Difficulty level: 1 (the simplest, no special tools required)
Kits covered: Kits #1-4, 8-14 and “Reed Switch Motor Made with Household Materials”
If you do not know much about electric motors, we recommend building this motor first. It is the simplest motor with some real practical applications and it works very well. You may take a look at how easy it is to assemble this motor from the kit you may order.
Most simple motors described either in books or on the Internet (see Links) aren’t stable, reliable, or powerful enough. Usually the brushes in these motors cause the problems. (In simple conventional motors the coil spins in a magnetic field and moves between two sliding contacts called brushes.) It is quite hard to make this part of the motor accurate and reliable without having special tools, materials, and skills.
Actually almost all of them are not real motors – nothing can be connected to them!
In 1997-2000 Stan designed and built for a school science fair project a brushless motor, in which the permanent magnets (this is the rotor) spin and the coil (this is the stator) doesn’t move. The reed switch was used to sense the position of the rotor and to change the magnetic field of the stator at appropriate times. This page explains the principles of Stan’s original design, which provides excellent results despite its simplicity.
A reed switch consists of two magnetic contacts in a glass tube filled with protective gas:
When a magnet comes close to a reed switch the two contacts become magnetized and attracted to each other allowing an electrical current to pass through. When the magnet is moved away from the reed switch the contacts demagnetize, separate, and move to their original position.
Reed switches are very reliable and last as long as 3 billion operations if used properly. They are designed for low currents. High voltages applied to the contacts may cause a spark, which may weld the contacts together. The best solution to this problem was recommended by one of our visitors, Karl Mueller from the University of Michigan. He suggested to use so called ZNR’s. The ZNR is a little electronic device that absorbs voltage and current spikes. It connects parallel to the reed switch and practically eliminates the spark inside the reed switch glass tube.

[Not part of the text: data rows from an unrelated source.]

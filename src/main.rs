use anyhow::{Context, Result};
use chrono::{Local, NaiveDate};
use clap::Parser;
use itunes_dashboard::{report, DashboardConfig, DashboardPipeline};
use std::path::PathBuf;

#[derive(Parser, Debug)]
#[command(name = "itunes-dashboard")]
#[command(about = "Summarize an iTunes library XML export", long_about = None)]
struct Args {
    /// Path to the exported library XML
    #[arg(short = 'l', long, default_value = "Library.xml")]
    library: String,

    /// Reference date for the top-albums table (YYYY-MM-DD, defaults to today)
    #[arg(short = 'd', long)]
    date: Option<String>,

    /// Print the dashboard as JSON instead of text tables
    #[arg(long)]
    json: bool,

    /// Verbose logging
    #[arg(short = 'v', long)]
    verbose: bool,
}

fn main() -> Result<()> {
    let args = Args::parse();

    // Initialize logging
    let log_level = if args.verbose { "debug" } else { "info" };
    env_logger::Builder::from_env(env_logger::Env::default().default_filter_or(log_level)).init();

    let reference_date = match &args.date {
        Some(text) => NaiveDate::parse_from_str(text, "%Y-%m-%d")
            .with_context(|| format!("Invalid reference date: {text} (expected YYYY-MM-DD)"))?,
        None => Local::now().date_naive(),
    };

    // Expand ~ in the library path
    let library_path = shellexpand::tilde(&args.library);

    let config = DashboardConfig::new(PathBuf::from(library_path.as_ref()), reference_date);
    let dashboard = DashboardPipeline::new(config).build();

    if args.json {
        println!("{}", serde_json::to_string_pretty(&dashboard)?);
    } else {
        println!("{}", report::render_albums_by_year(&dashboard.albums_by_year));
        println!();
        println!(
            "{}",
            report::render_top_albums(dashboard.reference_year, &dashboard.top_albums)
        );
    }

    Ok(())
}
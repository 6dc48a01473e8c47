use std::collections::{BTreeMap, HashMap};

use chrono::{Datelike, NaiveDate};
use serde::Serialize;

use crate::model::{Month, TrackRecord};

/// How many albums each month's ranking keeps.
pub const TOP_ALBUMS_PER_MONTH: usize = 5;

/// One row of the monthly top-albums table.
///
/// Serialized field names are the column names the presentation layer
/// renders.
#[derive(Debug, Clone, PartialEq, Eq, Serialize)]
pub struct MonthlyTopAlbum {
    #[serde(rename = "Month")]
    pub month: Month,

    #[serde(rename = "Rank")]
    pub rank: u32,

    #[serde(rename = "Artist")]
    pub artist: String,

    #[serde(rename = "Album")]
    pub album: String,

    #[serde(rename = "Total Plays")]
    pub total_plays: u64,
}

/// Rank each month's most-played albums for the reference date's year.
///
/// Tracks are filtered to the reference year by release date, grouped per
/// calendar month by `(album, artist)` with play counts summed, and the
/// five largest totals per month are kept with dense ranks from 1. Months
/// without qualifying tracks produce no rows. Equal totals order by album
/// title, then artist, so runs are reproducible.
pub fn top_albums_current_year(
    tracks: &[TrackRecord],
    reference_date: NaiveDate,
) -> Vec<MonthlyTopAlbum> {
    let current_year = reference_date.year();

    // month -> (album, artist) -> summed plays
    let mut plays: BTreeMap<Month, HashMap<(&str, &str), u64>> = BTreeMap::new();
    for track in tracks {
        if track.year() != current_year {
            continue;
        }
        *plays
            .entry(track.month())
            .or_default()
            .entry((track.album.as_str(), track.artist.as_str()))
            .or_insert(0) += u64::from(track.play_count);
    }

    let mut rows = Vec::new();
    for (month, totals) in plays {
        let mut ranked: Vec<((&str, &str), u64)> = totals.into_iter().collect();
        ranked.sort_by(|a, b| b.1.cmp(&a.1).then_with(|| a.0.cmp(&b.0)));
        ranked.truncate(TOP_ALBUMS_PER_MONTH);

        for (position, ((album, artist), total_plays)) in ranked.into_iter().enumerate() {
            rows.push(MonthlyTopAlbum {
                month,
                rank: position as u32 + 1,
                artist: artist.to_string(),
                album: album.to_string(),
                total_plays,
            });
        }
    }

    rows
}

This is how the reed switch motor works:
- When magnet #2 gets close to the reed switch the two contacts inside the glass tube get magnetized and touch each other. This causes the electromagnet to push magnet #1 away.
- When the magnets spin away, the reed switch demagnetizes and gets disconnected. This creates an open circuit disabling the electromagnet.
- The magnets continue to spin due to inertia until magnet #1 gets in working range of the reed switch. It becomes magnetized again and its contacts connect together making the electromagnet push magnet #2 away. This process continues until the power source is disconnected or depleted, or the reed switch is moved out of working range.
This motor can be built from Kits #1-4 or #11-14. If you decide to build this motor yourself, you may order only the parts you need (reed switch, magnet wire, magnets, ZNR). If you are a novice it is strongly recommended to use large and powerful reed switches in your designs as smaller reed switches are extremely fragile, may not last long enough, and it is difficult to connect them without soldering their leads. We offer hard to find heavy duty reed switches that are appropriate for beginners.
The reed switch motor has a unique advantage. It is very easy to control and change its speed with a few additional parts. If you take an extra magnet and bring it closer to the reed switch, its magnetic field will change the gap between the reed switch contacts. A smaller gap allows the contacts to switch faster and therefore the speed of the motor will increase, and vice versa.
This allows you to control and change the speed of the motor from a complete stop to maximum speed, which may be 10-25% greater than the normal speed of the motor.
You may move the magnet as shown above or rotate it near the reed switch. The following diagram shows how different positions of an extra magnet affect the speed of the motor:
Orientation of the speed control magnet is very important. If it is oriented improperly the reed switch contacts may get connected permanently. It will create a short circuit, which may overheat the wires and drain the battery quickly. It may also destroy the reed switch.
The speed control kit can be added to the reed switch motors kits #1-5 and #8-9. It is included with kits #10 and #13-14.